BALIKPAPAN, Indonesia (AFP) — Two Indonesian women who allegedly posted misinformation online about the deadly coronavirus have been arrested, police said, as they warned dozens of hoaxes were being rapidly shared by the country’s millions of internet users.

The pair were taken into custody in Balikpapan, a city on Borneo island, in the past few days after separately posting rumors on their social media accounts that a local resident was infected and undergoing treatment.

Indonesia has yet to report a confirmed case of the virus, which emerged in a Chinese market at the end of last year and has since killed at least 425 people in China and spread around the world.
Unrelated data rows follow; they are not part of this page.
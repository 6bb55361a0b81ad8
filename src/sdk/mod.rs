//! Boundary to the Claude Code agent.
//!
//! A [`SessionLauncher`] turns a [`SessionRequest`] into a running
//! [`AgentSession`]. The command layer pulls events from the session one at
//! a time and answers tool invocations before pulling the next event.
//!
//! Two launchers exist: [`ClaudeCliLauncher`] spawns the `claude` executable
//! and speaks its `stream-json` protocol, [`ReplayLauncher`] feeds a recorded
//! transcript through the same control handling.

pub mod cli;
pub mod control;
pub mod replay;

pub use cli::ClaudeCliLauncher;
pub use control::{ControlAction, ControlHandler};
pub use replay::{ReplayLauncher, ReplayStep};

use crate::model::{QueryOptions, SdkError, SdkEvent, ToolInvocation};
use crate::tools::{ToolDescriptor, ToolResult};
use serde_json::json;

/// Version reported by in-process MCP servers during `initialize`.
pub const MCP_SERVER_VERSION: &str = "1.0.0";

/// In-process MCP server exposed to the agent.
#[derive(Debug, Clone, PartialEq)]
pub struct McpServerSpec {
    /// Name the agent addresses the server by (`mcp__<name>__<tool>`).
    pub name: String,
    /// Tools listed by `tools/list`.
    pub tools: Vec<ToolDescriptor>,
}

impl McpServerSpec {
    /// Server with the given tools.
    pub fn new(name: impl Into<String>, tools: Vec<ToolDescriptor>) -> Self {
        Self {
            name: name.into(),
            tools,
        }
    }
}

/// Everything needed to start one agent session.
#[derive(Debug, Clone, PartialEq)]
pub struct SessionRequest {
    /// User prompt.
    pub prompt: String,
    /// Call options.
    pub options: QueryOptions,
    /// In-process tools, if any.
    pub mcp_server: Option<McpServerSpec>,
}

/// Starts agent sessions.
pub trait SessionLauncher {
    /// Start a session for `request`.
    ///
    /// # Errors
    ///
    /// Returns `SdkError` if the session cannot be started (missing
    /// credentials, executable not found, broken pipe).
    fn launch(&self, request: &SessionRequest) -> Result<Box<dyn AgentSession>, SdkError>;
}

/// A running agent session.
pub trait AgentSession {
    /// Next event, or `None` once the stream ends.
    ///
    /// # Errors
    ///
    /// Returns `SdkError` on transport failures or a session-level error.
    fn next_event(&mut self) -> Result<Option<SdkEvent>, SdkError>;

    /// Answer a [`SdkEvent::ToolInvocation`] previously returned by
    /// [`AgentSession::next_event`].
    ///
    /// # Errors
    ///
    /// Returns `UnknownInvocation` for an id the session never issued, or a
    /// transport error.
    fn respond_to_tool(&mut self, invocation: &ToolInvocation, result: &ToolResult) -> Result<(), SdkError>;

    /// Release the session and report how it ended.
    ///
    /// # Errors
    ///
    /// Returns `ProcessFailed` if the agent exited unsuccessfully.
    fn finish(self: Box<Self>) -> Result<(), SdkError>;
}

/// Command-line flags for the `claude` executable.
pub fn cli_arguments(options: &QueryOptions, mcp_server: Option<&McpServerSpec>) -> Vec<String> {
    let mut args: Vec<String> = [
        "--output-format",
        "stream-json",
        "--verbose",
        "--input-format",
        "stream-json",
    ]
    .iter()
    .map(|s| s.to_string())
    .collect();

    if let Some(system_prompt) = &options.system_prompt {
        args.push("--system-prompt".into());
        args.push(system_prompt.clone());
    }
    if !options.allowed_tools.is_empty() {
        args.push("--allowedTools".into());
        args.push(options.allowed_tools.join(","));
    }
    if let Some(max_turns) = options.max_turns {
        args.push("--max-turns".into());
        args.push(max_turns.to_string());
    }
    if let Some(model) = &options.model {
        args.push("--model".into());
        args.push(model.clone());
    }
    if let Some(mode) = options.permission_mode {
        args.push("--permission-mode".into());
        args.push(mode.as_str().into());
    }
    if let Some(server) = mcp_server {
        let config = json!({
            "mcpServers": {
                server.name.as_str(): { "type": "sdk", "name": server.name },
            }
        });
        args.push("--mcp-config".into());
        args.push(config.to_string());
    }

    args
}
“They posted a hoax on their Facebook account that a Balikpapan resident has been diagnosed with coronavirus,” local police spokesman Ade Yaya Suryana told AFP Tuesday.

“They were spreading lies.”

The women — a farmer and a maid — could face up to three years in prison if convicted under laws banning the spread of misinformation, he added.

Indonesia’s communications ministry has warned that it has spotted at least 50 online hoaxes about the virus recently.

The Southeast Asian archipelago has one of the world’s biggest internet audiences, with some 130 million people online.

At the weekend, more than 230 Indonesians arrived home after Jakarta received Beijing’s go-ahead to repatriate its nationals living near the epicenter.

The returnees will be isolated for 14 days at a hospital in Natuna, a cluster of islands bordering the South China Sea.

Their arrival has set off protests in regional capital Ranai where demonstrators called on officials to ditch plans to quarantine the returnees near a residential area over safety concerns.